El llavero de la casa era un escudito de un club de fútbol con el esmalte desgastado. Luisa agitó el manojo y fue como si liberara ideas salvajes: irse con las llaves, tirarlas a la basura, devolverlas otro día pero antes hacer copias, dejarlos a todos encerrados en el departamento dándole una media vuelta desde afuera. Podría meterlo en trámites con un cerrajero, sugestionarlo con desconocidos que entraran a su casa. O gritar al mundo que tenía las llaves y comandar peregrinajes de lectores. A esa altura, su devoción tambaleaba. No quería que Astiaga se convirtiera en una estatua caída. Estaba dispuesta, todavía, a pegar los pedacitos, barrer el polvo, darle vida otra vez. Pobrecitos nosotros, pensó, los que esperamos todo. Pero cuando abrió la puerta, se sintió la dueña.

Por el portero eléctrico se escuchó la voz del poeta.

Ahí mandé a una chica. Suban. Y vos también.

¿Quién?, preguntó Luisa.

Vos, gritó él.

Sobre el colchón, sentado en un ángulo, como punto focal de un semicírculo integrado por las sillas de los alumnos, Astiaga pasaba la mano derecha sobre papeles desordenados en el piso, como un concursante de televisión elige el sobre de la suerte. Con un cabeceo le indicó a Luisa que se sentara. Silencio absoluto. Astiaga se aclaró la garganta y, de golpe, a lo mago, levantó unas hojas. Señaló a una chica.

El llanto irrumpió otra vez y después de un portazo, volvió el silencio. Es la noche, pensó Luisa, todos los bebés se fastidian. La elegida tartamudeó unos versos mientras ella imaginaba cómo escabullirse para ir a la habitación de Cintia. ¿Y si estuviera otra vez sola?

Después, llegaron los comentarios de sus compañeros, una suelta de frases dispersas. Luisa reconoció en esas frases palabras al azar de la poesía de Astiaga.

En un descuido, salió y fue a la cocina. Encontró a la mujer. Cintia pateaba los estribos de su silla de comer apurando a su madre.

¿Te dijo que no puede alzarla?, preguntó sin darse vuelta. A otros les ha dicho que Cintia no era de él, es increíble, dijo, y se acercó a la beba con un plato.

El poeta entró a la cocina. La mujer le señaló con la cabeza una bandeja con tazas y un termo y, cuando estaba yéndose, le pidió que sacara la basura.

Luisa volvió al living. Un chico de pelo largo acomodaba sus papeles. Se aclaró la garganta y leyó:

“Prendo la radio del coche, / cierro las puertas y ventanas/y me alejo/ Que los ruidos/ se gasten solos/mientras camino entre los árboles/ A veces siento/ que alguien nos encerró/con llave/en este mundo/ Lo mismo que hice yo, / pero a lo grande”.
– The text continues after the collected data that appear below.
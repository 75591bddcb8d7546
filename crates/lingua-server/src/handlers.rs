//! HTTP handlers for the proxy, store, analytics, and health endpoints.

use std::time::Instant;

use axum::extract::{Path, Query, State};
use axum::http::StatusCode;
use axum::response::{IntoResponse, Response};
use axum::Json;
use serde::Deserialize;
use serde_json::json;
use tracing::{error, info};

use lingua_core::errors::UpstreamError;
use lingua_core::ids::{RequestId, TranslationId};
use lingua_core::lang::LanguagePair;
use lingua_core::record::{self, NewTranslation, TranslationRecord};
use lingua_store::StoreError;

use crate::analytics;
use crate::server::AppState;

const DEFAULT_HISTORY_LIMIT: u32 = 20;
const MAX_HISTORY_LIMIT: u32 = 100;

fn error_body(status: StatusCode, message: impl Into<String>) -> Response {
    (status, Json(json!({ "error": message.into() }))).into_response()
}

fn internal_error(message: impl Into<String>) -> Response {
    error_body(StatusCode::INTERNAL_SERVER_ERROR, message)
}

// ── Translation proxy ──

#[derive(Debug, Deserialize)]
pub struct TranslateRequest {
    #[serde(default)]
    pub text: String,
    #[serde(default, rename = "sourceLang")]
    pub source_lang: String,
    #[serde(default, rename = "targetLang")]
    pub target_lang: String,
}

pub async fn translate(
    State(state): State<AppState>,
    Json(req): Json<TranslateRequest>,
) -> Response {
    let started = Instant::now();
    let request_id = RequestId::new();

    if req.text.trim().is_empty()
        || req.source_lang.trim().is_empty()
        || req.target_lang.trim().is_empty()
    {
        state.record_request("translate", "missing_parameters", started);
        return internal_error("Missing required parameters");
    }

    let pair = LanguagePair::new(req.source_lang.as_str(), req.target_lang.as_str());
    info!(request_id = %request_id, pair = %pair.langpair_param(), "translate request");

    match state.translator.translate(&req.text, &pair).await {
        Ok(translated) => {
            state.record_request("translate", "ok", started);
            (StatusCode::OK, Json(json!({ "translatedText": translated }))).into_response()
        }
        Err(e) => {
            error!(
                request_id = %request_id,
                pair = %pair.langpair_param(),
                kind = e.error_kind(),
                error = %e,
                "translation failed"
            );
            state.record_request("translate", e.error_kind(), started);
            internal_error(translate_error_message(&e))
        }
    }
}

fn translate_error_message(e: &UpstreamError) -> String {
    match e {
        UpstreamError::MissingParameters => "Missing required parameters".to_string(),
        UpstreamError::Rejected(details) => format!("Translation failed: {details}"),
        _ => "Translation failed".to_string(),
    }
}

// ── Summary proxy ──

/// One transcript entry as sent by the client. Accepts both the stored
/// snake_case record shape and the browser's camelCase fields.
#[derive(Debug, Deserialize)]
struct SummaryItem {
    #[serde(alias = "sourceLang")]
    source_language: String,
    #[serde(alias = "targetLang")]
    target_language: String,
    #[serde(alias = "originalText")]
    source_text: String,
    #[serde(alias = "translatedText")]
    translated_text: String,
    #[serde(default, alias = "createdAt")]
    created_at: String,
}

impl SummaryItem {
    fn into_record(self) -> TranslationRecord {
        let word_count = record::word_count(&self.source_text);
        TranslationRecord {
            id: TranslationId::new(),
            source_language: self.source_language,
            target_language: self.target_language,
            source_text: self.source_text,
            translated_text: self.translated_text,
            word_count,
            created_at: self.created_at,
        }
    }
}

pub async fn generate_summary(
    State(state): State<AppState>,
    Json(body): Json<serde_json::Value>,
) -> Response {
    let started = Instant::now();
    let request_id = RequestId::new();

    let Some(items) = body.get("translations").and_then(|v| v.as_array()) else {
        state.record_request("summary", "invalid_data", started);
        return internal_error("Invalid translations data");
    };

    let mut records = Vec::with_capacity(items.len());
    for item in items {
        match serde_json::from_value::<SummaryItem>(item.clone()) {
            Ok(item) => records.push(item.into_record()),
            Err(_) => {
                state.record_request("summary", "invalid_data", started);
                return internal_error("Invalid translations data");
            }
        }
    }

    info!(request_id = %request_id, count = records.len(), "summary request");

    match state.summarizer.summarize(&records).await {
        Ok(summary) => {
            state.record_request("summary", "ok", started);
            (StatusCode::OK, Json(json!({ "summary": summary }))).into_response()
        }
        Err(e) => {
            error!(
                request_id = %request_id,
                kind = e.error_kind(),
                error = %e,
                "summary generation failed"
            );
            state.record_request("summary", e.error_kind(), started);
            internal_error(summary_error_message(&e))
        }
    }
}

fn summary_error_message(e: &UpstreamError) -> String {
    match e {
        UpstreamError::MissingCredential(_) => e.to_string(),
        _ => "Failed to generate summary".to_string(),
    }
}

// ── Translation store ──

#[derive(Debug, Deserialize)]
pub struct HistoryQuery {
    pub limit: Option<u32>,
}

pub async fn list_translations(
    State(state): State<AppState>,
    Query(q): Query<HistoryQuery>,
) -> Response {
    let limit = q.limit.unwrap_or(DEFAULT_HISTORY_LIMIT).min(MAX_HISTORY_LIMIT);
    match state.repo.list(limit) {
        Ok(records) => (StatusCode::OK, Json(json!({ "translations": records }))).into_response(),
        Err(e) => {
            error!(error = %e, "listing translations failed");
            internal_error("Failed to load translations")
        }
    }
}

pub async fn insert_translation(
    State(state): State<AppState>,
    Json(new): Json<NewTranslation>,
) -> Response {
    if new.source_language.trim().is_empty()
        || new.target_language.trim().is_empty()
        || new.source_text.trim().is_empty()
    {
        return internal_error("Missing required parameters");
    }

    match state.repo.insert(&new) {
        Ok(record) => (StatusCode::OK, Json(record)).into_response(),
        Err(e) => {
            error!(error = %e, "saving translation failed");
            internal_error("Failed to save translation")
        }
    }
}

pub async fn delete_translation(
    State(state): State<AppState>,
    Path(id): Path<String>,
) -> Response {
    let id = TranslationId::from_raw(id);
    match state.repo.delete(&id) {
        Ok(()) => (StatusCode::OK, Json(json!({ "deleted": true }))).into_response(),
        Err(StoreError::NotFound(_)) => error_body(StatusCode::NOT_FOUND, "Translation not found"),
        Err(e) => {
            error!(translation_id = %id, error = %e, "deleting translation failed");
            internal_error("Failed to delete translation")
        }
    }
}

// ── Analytics / health ──

pub async fn analytics(State(state): State<AppState>) -> Response {
    match state.repo.list(analytics::ANALYTICS_WINDOW) {
        Ok(records) => {
            let summary = analytics::summarize(&records, chrono::Local::now().date_naive());
            (StatusCode::OK, Json(summary)).into_response()
        }
        Err(e) => {
            error!(error = %e, "analytics aggregation failed");
            internal_error("Failed to compute analytics")
        }
    }
}

pub async fn health(State(state): State<AppState>) -> Response {
    match state.repo.count() {
        Ok(count) => (
            StatusCode::OK,
            Json(json!({ "status": "healthy", "translations": count })),
        )
            .into_response(),
        Err(e) => {
            error!(error = %e, "health check failed");
            (
                StatusCode::SERVICE_UNAVAILABLE,
                Json(json!({ "status": "unhealthy" })),
            )
                .into_response()
        }
    }
}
Silencio de todos. Astiaga miró al alumno y lo señaló. Parecía el director de orquesta con el primer violinista. Y luego: una parrafada laudatoria, compleja, y la sentencia final:

Después de esto, ¿qué podríamos escuchar?

El resto se revolvió. La poeta de la anterior lectura quiso empezar a hablar pero Astiaga le chistó. Fue la primera en levantarse, desairada. Salió sin saludar, sus compañeros la siguieron. Luisa quedó en el medio: vio cómo se iban, una procesión sin santo que terminó amontonada frente al ascensor, nadie cerró la puerta del departamento. Miró a Astiaga. Solo, de espaldas, gritó: la próxima pagan.

Luisa bajó por la escalera. El chico que había leído lo de la llave y el mundo -era todo lo que podía recordar- fue el último, sus compañeros le hablaban pero del ascensor solo salían fragmentos de palabras, empañados por el chirrido de las poleas.